Today, we need to examine the electronic tools—paper tools are like an abacus or slide rule. They work, but with information technology, we can do better. Why do we resist information technology in our practice setting when we embrace other technological advances in the care of our patients? We know its value in achieving quality care. Continued resistance is unacceptable and not defensible.
We can and must do better.
Meeting Societal Obligations
We have a societal obligation to weigh in on the health care reform debate and a societal obligation to use medical resources responsibly. Some claim that we cannot advocate for societal benefits and the patient at the same time. I say: yes, we can. We have a duty to engage in reform of the health care system.

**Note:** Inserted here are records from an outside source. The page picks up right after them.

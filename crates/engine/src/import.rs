//! Import orchestration (spec §4.7): tiers run sequentially, entities
//! within a tier concurrently; deferred fields and M2M associations are
//! swept in two trailing passes that only start once every tier is fully
//! drained (spec §5 "strict happens-before").

use crate::error::EngineError;
use crate::options::{ImportMode, ImportOptions};
use crate::owner_fields::apply_owner_policy;
use executor::{BulkExecutor, ExecutionPolicy};
use model::{BatchItem, MigrationData, MigrationResult, Operation, ProgressEvent, Record, RowRef};
use planner::plan_tiers;
use pool::ConnectionPool;
use tokio::sync::mpsc;
use tokio_util::sync::CancellationToken;
use tracing::info;

pub async fn import(
    pool: &ConnectionPool,
    data: &MigrationData,
    mode: ImportMode,
    options: &ImportOptions,
    progress_out: mpsc::Sender<ProgressEvent>,
    cancel: CancellationToken,
) -> Result<MigrationResult, EngineError> {
    data.schema.validate()?;

    let entity_order: Vec<String> = data
        .schema
        .entities()
        .iter()
        .map(|e| e.logical_name.clone())
        .collect();
    let tier_plan = plan_tiers(&data.schema, &entity_order);

    let mut result = MigrationResult::empty();
    let policy = execution_policy(options);

    for (tier_index, tier) in tier_plan.tiers.iter().enumerate() {
        if cancel.is_cancelled() {
            if options.continue_on_error {
                break;
            }
            return Err(EngineError::Cancelled);
        }

        let items = build_tier_items(data, tier, &tier_plan, mode, options)?;
        if items.is_empty() {
            continue;
        }
        info!(tier = tier_index, records = items.len(), "starting import tier");

        let executor = BulkExecutor::new(pool);
        let tier_result = if options.dry_run {
            dry_run_result(&items)
        } else {
            executor
                .execute(items, &policy, progress_out.clone(), cancel.clone())
                .await
        };

        let tier_failed = tier_result.failure_count > 0;
        result.merge(tier_result);
        if tier_failed && !options.continue_on_error {
            return Ok(result);
        }
    }

    if cancel.is_cancelled() && !options.continue_on_error {
        return Err(EngineError::Cancelled);
    }

    if !options.dry_run {
        let deferred_result = run_deferred_field_pass(pool, data, &tier_plan, &policy, progress_out.clone(), cancel.clone()).await?;
        result.merge(deferred_result);

        let association_result =
            run_association_pass(pool, data, &policy, progress_out, cancel).await?;
        result.merge(association_result);
    }

    result.success = result.failure_count == 0;
    Ok(result)
}

fn execution_policy(options: &ImportOptions) -> ExecutionPolicy {
    ExecutionPolicy {
        batch_size: model::batch::clamp_batch_size(options.batch_size),
        bypass_plugins: options.bypass_plugins,
        bypass_flows: options.bypass_flows,
        continue_on_error: options.continue_on_error,
        requested_dop: options.tier_concurrency.max(1),
        ..ExecutionPolicy::default()
    }
}

fn build_tier_items(
    data: &MigrationData,
    tier: &[String],
    tier_plan: &model::TierPlan,
    mode: ImportMode,
    options: &ImportOptions,
) -> Result<Vec<BatchItem>, EngineError> {
    let mut items = Vec::new();

    for entity_name in tier {
        let Some(entity_schema) = data.schema.get(entity_name) else {
            return Err(EngineError::UnknownEntity(entity_name.clone()));
        };
        let Some(records) = data.entity_records.get(entity_name) else {
            continue;
        };

        let deferred: Vec<&str> = tier_plan
            .deferred_fields_for(entity_name)
            .map(|d| d.field_name.as_str())
            .collect();

        for (row_index, record) in records.iter().enumerate() {
            let mut record = record.clone();
            for field in &deferred {
                record.remove(field);
            }
            strip_non_writable_fields(&mut record, entity_schema, mode);
            apply_owner_policy(&mut record, &options.user_mapping, options.strip_owner_fields);

            let operation = match mode {
                ImportMode::Create => Operation::Create(record),
                ImportMode::Update => Operation::Update(record),
                ImportMode::Upsert => Operation::Upsert {
                    key_fields: vec![entity_schema.primary_id_field.clone()],
                    record,
                },
            };
            items.push(BatchItem {
                row_ref: RowRef::Row(row_index as u64),
                operation,
            });
        }
    }

    Ok(items)
}

fn strip_non_writable_fields(record: &mut Record, entity: &model::EntitySchema, mode: ImportMode) {
    let for_create = matches!(mode, ImportMode::Create | ImportMode::Upsert);
    let writable: Vec<String> = entity
        .writable_fields(for_create)
        .map(|f| f.name.clone())
        .collect();
    let to_remove: Vec<String> = record
        .field_names()
        .filter(|name| *name != entity.primary_id_field && !writable.iter().any(|w| w == name))
        .map(str::to_string)
        .collect();
    for name in to_remove {
        record.remove(&name);
    }
}

async fn run_deferred_field_pass(
    pool: &ConnectionPool,
    data: &MigrationData,
    tier_plan: &model::TierPlan,
    policy: &ExecutionPolicy,
    progress_out: mpsc::Sender<ProgressEvent>,
    cancel: CancellationToken,
) -> Result<MigrationResult, EngineError> {
    if tier_plan.deferred_fields.is_empty() {
        return Ok(MigrationResult::empty());
    }

    let mut items = Vec::new();
    for deferred in &tier_plan.deferred_fields {
        let Some(entity_schema) = data.schema.get(&deferred.entity) else {
            continue;
        };
        let Some(records) = data.entity_records.get(&deferred.entity) else {
            continue;
        };
        for (row_index, record) in records.iter().enumerate() {
            let Some(value) = record.get(&deferred.field_name) else {
                continue;
            };
            let mut patch = Record::new(deferred.entity.clone(), record.id);
            patch.set(entity_schema.primary_id_field.clone(), model::Value::Id(record.id));
            patch.set(deferred.field_name.clone(), value.clone());
            items.push(BatchItem {
                row_ref: RowRef::Row(row_index as u64),
                operation: Operation::Update(patch),
            });
        }
    }

    if items.is_empty() {
        return Ok(MigrationResult::empty());
    }

    let executor = BulkExecutor::new(pool);
    Ok(executor.execute(items, policy, progress_out, cancel).await)
}

async fn run_association_pass(
    pool: &ConnectionPool,
    data: &MigrationData,
    policy: &ExecutionPolicy,
    progress_out: mpsc::Sender<ProgressEvent>,
    cancel: CancellationToken,
) -> Result<MigrationResult, EngineError> {
    let total: usize = data.associations.values().map(|v| v.len()).sum();
    if total == 0 {
        return Ok(MigrationResult::empty());
    }

    let mut items = Vec::new();
    for (relationship_name, associations) in &data.associations {
        for association in associations {
            for target_id in association.target_ids() {
                items.push(BatchItem {
                    row_ref: RowRef::RecordId(association.source_id),
                    operation: Operation::Associate {
                        relationship_name: relationship_name.clone(),
                        source_entity: association.source_entity.clone(),
                        source_id: association.source_id,
                        target_entity: association.target_entity.clone(),
                        target_id,
                    },
                });
            }
        }
    }

    if items.is_empty() {
        return Ok(MigrationResult::empty());
    }

    let executor = BulkExecutor::new(pool);
    Ok(executor.execute(items, policy, progress_out, cancel).await)
}

fn dry_run_result(items: &[BatchItem]) -> MigrationResult {
    let mut result = MigrationResult::empty();
    result.total_records = items.len() as u64;
    result.skipped_count = Some(items.len() as u64);
    result
}
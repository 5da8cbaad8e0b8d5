use crate::batch::RowRef;
use serde::{Deserialize, Serialize};
use std::time::Duration;
use uuid::Uuid;

/// Kind of an individual record-level failure, used by the Reporter to
/// cluster errors into suggestion classes (spec §4.8).
#[derive(Debug, Clone, Copy, PartialEq, Eq, Serialize, Deserialize)]
pub enum ErrorCode {
    MissingReference,
    MissingUserOrTeam,
    Duplicate,
    Permission,
    RequiredField,
    Validation,
    Throttled,
    Transient,
    Fatal,
}

impl ErrorCode {
    pub fn suggestion(&self) -> Option<&'static str> {
        match self {
            ErrorCode::MissingReference => {
                Some("one or more lookups point at records that do not exist in the target — migrate the referenced entity first or check the mapping")
            }
            ErrorCode::MissingUserOrTeam => {
                Some("owner/created-by references a user or team absent in the target — supply a user mapping or enable --strip-owner-fields")
            }
            ErrorCode::Duplicate => {
                Some("the remote rejected a duplicate alternate key — use Upsert mode or dedupe the source")
            }
            ErrorCode::Permission => {
                Some("the authenticated identity lacks privileges on this entity or field")
            }
            ErrorCode::RequiredField => Some("a required field was empty or unmapped"),
            _ => None,
        }
    }
}

/// `{rowRef, entity, field?, errorCode, message, recordId?}` per spec §4.4.
#[derive(Debug, Clone, Serialize, Deserialize)]
pub struct RowError {
    pub row_ref: RowRef,
    pub entity: String,
    pub field: Option<String>,
    pub error_code: ErrorCode,
    pub message: String,
    pub record_id: Option<Uuid>,
}

/// `{success, duration, totalRecords, successCount, failureCount,
/// createdCount?, updatedCount?, skippedCount?, errors[]}` per spec §3.
#[derive(Debug, Clone, Serialize, Deserialize)]
pub struct MigrationResult {
    pub success: bool,
    #[serde(with = "duration_secs_f64")]
    pub duration: Duration,
    pub total_records: u64,
    pub success_count: u64,
    pub failure_count: u64,
    pub created_count: Option<u64>,
    pub updated_count: Option<u64>,
    pub skipped_count: Option<u64>,
    pub errors: Vec<RowError>,
}

impl MigrationResult {
    pub fn empty() -> Self {
        Self {
            success: true,
            duration: Duration::ZERO,
            total_records: 0,
            success_count: 0,
            failure_count: 0,
            created_count: None,
            updated_count: None,
            skipped_count: None,
            errors: Vec::new(),
        }
    }

    /// At-most-once accounting invariant (spec §8): every processed
    /// record lands in exactly one bucket.
    pub fn is_accounted_for(&self) -> bool {
        let skipped = self.skipped_count.unwrap_or(0);
        self.success_count + self.failure_count + skipped == self.total_records
    }

    pub fn merge(&mut self, other: MigrationResult) {
        self.duration += other.duration;
        self.total_records += other.total_records;
        self.success_count += other.success_count;
        self.failure_count += other.failure_count;
        self.created_count = match (self.created_count, other.created_count) {
            (Some(a), Some(b)) => Some(a + b),
            (a, b) => a.or(b),
        };
        self.updated_count = match (self.updated_count, other.updated_count) {
            (Some(a), Some(b)) => Some(a + b),
            (a, b) => a.or(b),
        };
        self.skipped_count = match (self.skipped_count, other.skipped_count) {
            (Some(a), Some(b)) => Some(a + b),
            (a, b) => a.or(b),
        };
        self.errors.extend(other.errors);
        self.success = self.success && other.success;
    }
}

mod duration_secs_f64 {
    use serde::{Deserialize, Deserializer, Serializer};
    use std::time::Duration;

    pub fn serialize<S: Serializer>(d: &Duration, s: S) -> Result<S::Ok, S::Error> {
        s.serialize_f64(d.as_secs_f64())
    }

    pub fn deserialize<'de, D: Deserializer<'de>>(d: D) -> Result<Duration, D::Error> {
        let secs = f64::deserialize(d)?;
        Ok(Duration::from_secs_f64(secs.max(0.0)))
    }
}

#[cfg(test)]
mod tests {
    use super::*;

    #[test]
    fn accounted_for_requires_exact_sum() {
        let mut r = MigrationResult::empty();
        r.total_records = 10;
        r.success_count = 9;
        r.failure_count = 1;
        assert!(r.is_accounted_for());
        r.failure_count = 0;
        assert!(!r.is_accounted_for());
    }

    #[test]
    fn merge_sums_counts() {
        let mut a = MigrationResult::empty();
        a.total_records = 5;
        a.success_count = 5;
        let mut b = MigrationResult::empty();
        b.total_records = 3;
        b.success_count = 2;
        b.failure_count = 1;
        a.merge(b);
        assert_eq!(a.total_records, 8);
        assert_eq!(a.success_count, 7);
        assert_eq!(a.failure_count, 1);
    }
}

Some claim that we do not have a system, but we do, and it is built on a handmade product format. Its motto is: one patient at a time.
It is an asset of personal, patient-centered care, but it is a failure if we measure the system for meeting specifications, efficiency, access, and coordination of care. We recognize and understand these deficiencies better than anyone else involved in health care, including the insurers, government bureaucrats, and business executives.
Because we understand the system best, we must step up to the plate to preserve what is good about this handmade product while correcting its deficiencies.
It is certain that our health care system will change. Some physicians would prefer to sit in the back of the room and hope they are not called on. That is not an option in this debate. Look at what has happened in just the past 5 years. How much time and how many dollars have we spent on the sustained growth formula (SGR)? Everyone agrees the formula is bad, but it still has not been changed. We will be overwhelmed with bad policy if we are not at the table.
I have read some of the testimony on alternatives for the SGR. Quality of care is left out of the equation. Suggested changes ignore the appropriateness of care and fail to understand how medicine is practiced. They do not understand the caring side of medicine and only address the need to control costs. They propose ideas about controlling costs that will compromise quality.
Silence is not an option. We must be there to defend our patients and our members. Our position cannot be self-serving but must be based on access to appropriate quality care. We also have an obligation to control costs in every way that we can. “I do it this way because it is my way,” is not an acceptable retort. We must be one of the leaders in the debate on health care reform.
The time has come for all of us, young and old, to get involved in this reshaping of our health care system. At the very least, practice good medicine and do all that you can personally to follow the guidelines and meet performance measures while ensuring that your practice partners and staff do the same. Other steps you can take include:
• Follow the Institute of Medicine’s 6 principles of quality care: effective, efficient, safe, timely, patient-centered, and equitable care
• Adopt technology that promotes adherence to guidelines and performance measures
• Embrace the cardiac care team concept and work closely with the primary care physicians to foster patient understanding, compliance, satisfaction, and health
• Get involved with your state chapter. Chapter involvement is an important benchmark for subsequent ACC national service.
• Volunteer for committees, task forces, advocacy groups, and quality initiatives
• Respond to health care issues in your state.
In general: get involved and think of solutions. Complaints without involvement ring hollow. We have work to do. I look forward to working with you this next year and addressing these complex issues. Thank you for the opportunity to serve as your President.